The line with "let blank = listing.get(2).unwrap();", the line with "assert!(report.reload_error.is_none());", and all lines between them in the material below: return these exactly, and no others.
■ ■ ■ ■
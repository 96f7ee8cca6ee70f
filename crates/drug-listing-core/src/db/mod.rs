//! Database layer backing the local drug listing service.

mod schema;
mod drugs;
mod permissions;

pub use schema::*;

use rusqlite::{Connection, ErrorCode};
use std::path::Path;
use thiserror::Error;

/// Database errors.
#[derive(Error, Debug)]
pub enum DbError {
    #[error("SQLite error: {0}")]
    Sqlite(rusqlite::Error),

    #[error("JSON serialization error: {0}")]
    Json(#[from] serde_json::Error),

    #[error("Record not found: {0}")]
    NotFound(String),

    #[error("Constraint violation: {0}")]
    Constraint(String),
}

impl From<rusqlite::Error> for DbError {
    fn from(e: rusqlite::Error) -> Self {
        match e {
            rusqlite::Error::SqliteFailure(ref err, ref msg)
                if err.code == ErrorCode::ConstraintViolation =>
            {
                DbError::Constraint(msg.clone().unwrap_or_else(|| err.to_string()))
            }
            other => DbError::Sqlite(other),
        }
    }
}

pub type DbResult<T> = Result<T, DbError>;

/// Database connection wrapper.
pub struct Database {
    conn: Connection,
}

impl Database {
    /// Open database at path, creating if needed.
    pub fn open<P: AsRef<Path>>(path: P) -> DbResult<Self> {
        let conn = Connection::open(path)?;
        let db = Self { conn };
        db.initialize()?;
        Ok(db)
    }

    /// Create in-memory database (for testing).
    pub fn open_in_memory() -> DbResult<Self> {
        let conn = Connection::open_in_memory()?;
        let db = Self { conn };
        db.initialize()?;
        Ok(db)
    }

    /// Initialize schema.
    fn initialize(&self) -> DbResult<()> {
        self.conn.execute_batch(SCHEMA)?;
        Ok(())
    }

    /// Get raw connection (for advanced queries).
    pub fn conn(&self) -> &Connection {
        &self.conn
    }
}
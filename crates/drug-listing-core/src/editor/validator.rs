//! Field validators for listing rows.
//!
//! Each validator clears and recomputes the flags it owns on a single row.
//! Uniqueness reads the other rows but never writes to them.

use crate::models::DrugListing;

/// Parse a study drug value.
///
/// The value is trimmed and must be a finite decimal number. Empty,
/// whitespace-only and absent values are not numbers. Leading zeros are
/// accepted; `NaN`, `inf` and hex literals are not.
pub fn parse_study_drug(value: Option<&str>) -> Option<f64> {
    let trimmed = value?.trim();
    if trimmed.is_empty() {
        return None;
    }
    if !trimmed
        .chars()
        .all(|c| c.is_ascii_digit() || matches!(c, '.' | '-' | '+' | 'e' | 'E'))
    {
        return None;
    }
    trimmed.parse::<f64>().ok().filter(|v| v.is_finite())
}

/// Whether a text field is longer than `max_len` chars.
pub fn exceeds_length(value: Option<&str>, max_len: usize) -> bool {
    value.map_or(false, |s| s.chars().count() > max_len)
}

/// Flag the row at `index` if another row carries the same display name.
///
/// Names compare case-insensitively with surrounding whitespace ignored.
/// Rows without a name never collide.
pub fn validate_uniqueness(rows: &mut [DrugListing], index: usize) {
    if index >= rows.len() {
        return;
    }
    let key = rows[index].name_key();
    let not_unique = match key {
        Some(ref key) => rows
            .iter()
            .enumerate()
            .any(|(i, row)| i != index && row.name_key().as_ref() == Some(key)),
        None => false,
    };
    rows[index].errors.not_unique = not_unique;
}

/// Flag the row if its study drug is not numeric.
pub fn validate_numeric_type(row: &mut DrugListing) {
    row.errors.not_correct_type = parse_study_drug(row.study_drug.as_deref()).is_none();
}

/// Flag each code field longer than `max_len` chars.
pub fn validate_field_lengths(row: &mut DrugListing, max_len: usize) {
    row.errors.chemo_type_length = exceeds_length(row.chemo_type.as_deref(), max_len);
    row.errors.treatment_type_length = exceeds_length(row.treatment_type.as_deref(), max_len);
    row.errors.chemotherapy_length = exceeds_length(row.chemotherapy.as_deref(), max_len);
}

/// Flag the row if it is a new row without a display name.
pub fn validate_name_present(row: &mut DrugListing) {
    row.errors.missing_name = row.added_new && row.name_key().is_none();
}
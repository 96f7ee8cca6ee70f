//! Listing editor integration tests.
//!
//! These drive the editor through recording fakes for the data service and
//! the session manager.

use std::cell::{Cell, RefCell};

use drug_listing_core::editor::{ListingEditor, ListingError, Operation, FIX_ERRORS_MESSAGE};
use drug_listing_core::models::{ActiveFlag, ListingField};
use drug_listing_core::service::{
    DrugListingService, ServiceError, ServiceResult, SessionManager, AUTHENTICATION_ERROR,
};
use serde_json::{json, Value};

/// Data service returning canned records and recording submitted payloads.
#[derive(Default)]
struct RecordingService {
    records: RefCell<Vec<Value>>,
    submitted: RefCell<Vec<Value>>,
    load_failure: Option<&'static str>,
    save_failure: Option<&'static str>,
    loads: Cell<u32>,
}

impl RecordingService {
    fn with_records(records: Vec<Value>) -> Self {
        Self {
            records: RefCell::new(records),
            ..Default::default()
        }
    }

    fn last_payload(&self) -> Vec<Value> {
        let submitted = self.submitted.borrow();
        let payload = submitted.last().expect("nothing submitted");
        payload.as_array().unwrap().clone()
    }
}

impl DrugListingService for RecordingService {
    fn get_listings(&self) -> ServiceResult<Vec<Value>> {
        self.loads.set(self.loads.get() + 1);
        if let Some(body) = self.load_failure {
            return Err(ServiceError::Failed {
                status: Some(500),
                body: body.to_string(),
            });
        }
        Ok(self.records.borrow().clone())
    }

    fn save_listings(&self, payload: &str) -> ServiceResult<()> {
        if let Some(body) = self.save_failure {
            return Err(ServiceError::Failed {
                status: Some(401),
                body: body.to_string(),
            });
        }
        self.submitted
            .borrow_mut()
            .push(serde_json::from_str(payload).unwrap());
        Ok(())
    }
}

#[derive(Default)]
struct RecordingSession {
    logouts: Cell<u32>,
}

impl SessionManager for RecordingSession {
    fn logout(&self) {
        self.logouts.set(self.logouts.get() + 1);
    }
}

fn two_drugs() -> Vec<Value> {
    vec![
        json!({"drugId": 1, "displayName": "asp", "active": 1, "dateCreated": 100}),
        json!({"drugId": 2, "displayName": "ibu", "active": 1, "dateCreated": 100}),
    ]
}

#[test]
fn test_load_appends_blank_row() {
    let service = RecordingService::with_records(two_drugs());
    let editor = ListingEditor::new(&service, RecordingSession::default());

    let listing = editor.load().unwrap();
    assert_eq!(listing.len(), 3);

    let blank = listing.get(2).unwrap();
    assert!(blank.added_new);
    assert_eq!(blank.active, ActiveFlag::Active);
    assert!(blank.drug_id.is_none());
    assert!(blank.date_created > 0);
}

#[test]
fn test_edit_existing_row_submits_only_that_row() {
    let service = RecordingService::with_records(two_drugs());
    let editor = ListingEditor::new(&service, RecordingSession::default());
    let mut listing = editor.load().unwrap();

    listing
        .set_field(0, ListingField::DisplayName, Some("aspirin".into()))
        .unwrap();
    let report = editor.save(&mut listing).unwrap();

    assert_eq!(report.submitted, 1);
    assert!(report.reload_error.is_none());
    assert_eq!(report.message(), "Data saved");

    let payload = service.last_payload();
    assert_eq!(payload.len(), 1);
    assert_eq!(payload[0]["drugId"], json!(1));
    assert_eq!(payload[0]["displayName"], json!("ASPIRIN"));
    assert_eq!(payload[0]["changed"], json!(true));
    assert_eq!(payload[0]["addedNew"], json!(false));
}

#[test]
fn test_edit_blank_row_submits_single_new_row() {
    let service = RecordingService::with_records(two_drugs());
    let editor = ListingEditor::new(&service, RecordingSession::default());
    let mut listing = editor.load().unwrap();

    listing
        .set_field(2, ListingField::DisplayName, Some("naproxen".into()))
        .unwrap();
    listing
        .set_field(2, ListingField::StudyDrug, Some("0".into()))
        .unwrap();
    // editing the last row appended a new blank one
    assert_eq!(listing.len(), 4);

    editor.save(&mut listing).unwrap();

    let payload = service.last_payload();
    assert_eq!(payload.len(), 1);
    assert_eq!(payload[0]["displayName"], json!("NAPROXEN"));
    assert_eq!(payload[0]["addedNew"], json!(true));
    assert_eq!(payload[0]["active"], json!(1));
    assert_eq!(payload[0]["drugId"], Value::Null);
}

#[test]
fn test_successful_save_reloads_list() {
    let service = RecordingService::with_records(two_drugs());
    let editor = ListingEditor::new(&service, RecordingSession::default());
    let mut listing = editor.load().unwrap();

    listing.toggle_active(1, false).unwrap();
    *service.records.borrow_mut() = vec![json!({"drugId": 1, "displayName": "ASP"})];
    editor.save(&mut listing).unwrap();

    assert_eq!(service.loads.get(), 2);
    assert_eq!(listing.len(), 2);
    assert!(listing.dirty_indices().is_empty());
}

#[test]
fn test_duplicate_names_abort_save() {
    let service = RecordingService::default();
    let editor = ListingEditor::new(&service, RecordingSession::default());
    let mut listing = editor.load().unwrap();

    listing
        .set_field(0, ListingField::DisplayName, Some("A".into()))
        .unwrap();
    listing
        .set_field(1, ListingField::DisplayName, Some("A".into()))
        .unwrap();

    assert!(listing.get(0).unwrap().errors.not_unique);
    assert!(listing.get(1).unwrap().errors.not_unique);

    let err = editor.save(&mut listing).unwrap_err();
    assert!(matches!(err, ListingError::Validation { ref rows } if rows == &vec![0, 1]));
    assert_eq!(err.to_string(), FIX_ERRORS_MESSAGE);
    assert!(service.submitted.borrow().is_empty());
    assert_eq!(service.loads.get(), 1);
}

#[test]
fn test_new_row_with_only_a_name_aborts_save() {
    let service = RecordingService::with_records(two_drugs());
    let editor = ListingEditor::new(&service, RecordingSession::default());
    let mut listing = editor.load().unwrap();

    listing
        .set_field(2, ListingField::DisplayName, Some("naproxen".into()))
        .unwrap();

    let err = editor.save(&mut listing).unwrap_err();
    assert!(matches!(err, ListingError::Validation { ref rows } if rows == &vec![2]));
    assert!(service.submitted.borrow().is_empty());
}

#[test]
fn test_new_row_without_name_aborts_save() {
    let service = RecordingService::with_records(two_drugs());
    let editor = ListingEditor::new(&service, RecordingSession::default());
    let mut listing = editor.load().unwrap();

    listing
        .set_field(2, ListingField::ChemoType, Some("C".into()))
        .unwrap();
    listing
        .set_field(2, ListingField::StudyDrug, Some("1".into()))
        .unwrap();

    let err = editor.save(&mut listing).unwrap_err();
    assert!(matches!(err, ListingError::Validation { ref rows } if rows == &vec![2]));
    assert_eq!(err.to_string(), FIX_ERRORS_MESSAGE);
    assert!(listing.get(2).unwrap().errors.missing_name);
    assert!(service.submitted.borrow().is_empty());

    listing
        .set_field(2, ListingField::DisplayName, Some("naproxen".into()))
        .unwrap();
    editor.save(&mut listing).unwrap();
    assert_eq!(service.last_payload()[0]["displayName"], json!("NAPROXEN"));
}

#[test]
fn test_clearing_error_allows_save() {
    let service = RecordingService::with_records(two_drugs());
    let editor = ListingEditor::new(&service, RecordingSession::default());
    let mut listing = editor.load().unwrap();

    listing
        .set_field(0, ListingField::ChemoType, Some("CX".into()))
        .unwrap();
    assert!(editor.save(&mut listing).is_err());

    listing
        .set_field(0, ListingField::ChemoType, Some("C".into()))
        .unwrap();
    assert!(editor.save(&mut listing).is_ok());
    assert_eq!(service.submitted.borrow().len(), 1);
}

#[test]
fn test_save_auth_failure_logs_out_once() {
    let service = RecordingService {
        save_failure: Some(AUTHENTICATION_ERROR),
        ..RecordingService::with_records(two_drugs())
    };
    let editor = ListingEditor::new(&service, RecordingSession::default());
    let mut listing = editor.load().unwrap();

    listing.on_field_edited(0).unwrap();
    let err = editor.save(&mut listing).unwrap_err();

    assert_eq!(editor.session().logouts.get(), 1);
    assert!(err.is_authentication());
    assert_eq!(err.to_string(), Operation::Save.failure_message());
    assert_ne!(err.to_string(), Operation::Load.failure_message());
}

#[test]
fn test_load_auth_failure_logs_out() {
    let service = RecordingService {
        load_failure: Some(AUTHENTICATION_ERROR),
        ..Default::default()
    };
    let editor = ListingEditor::new(&service, RecordingSession::default());

    let err = editor.load().unwrap_err();
    assert_eq!(editor.session().logouts.get(), 1);
    assert_eq!(err.to_string(), Operation::Load.failure_message());
}

#[test]
fn test_load_generic_failure_keeps_session() {
    let service = RecordingService {
        load_failure: Some("Internal Server Error"),
        ..Default::default()
    };
    let editor = ListingEditor::new(&service, RecordingSession::default());

    let err = editor.load().unwrap_err();
    assert_eq!(editor.session().logouts.get(), 0);
    assert!(matches!(
        err,
        ListingError::Transport {
            operation: Operation::Load,
            authentication: false,
            ..
        }
    ));
}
■ ■ ■ ■
* REPLY TO THE EXERCISE *
    let blank = listing.get(2).unwrap();
    assert!(blank.added_new);
    assert_eq!(blank.active, ActiveFlag::Active);
    assert!(blank.drug_id.is_none());
    assert!(blank.date_created > 0);
}

#[test]
fn test_edit_existing_row_submits_only_that_row() {
    let service = RecordingService::with_records(two_drugs());
    let editor = ListingEditor::new(&service, RecordingSession::default());
    let mut listing = editor.load().unwrap();

    listing
        .set_field(0, ListingField::DisplayName, Some("aspirin".into()))
        .unwrap();
    let report = editor.save(&mut listing).unwrap();

    assert_eq!(report.submitted, 1);
    assert!(report.reload_error.is_none());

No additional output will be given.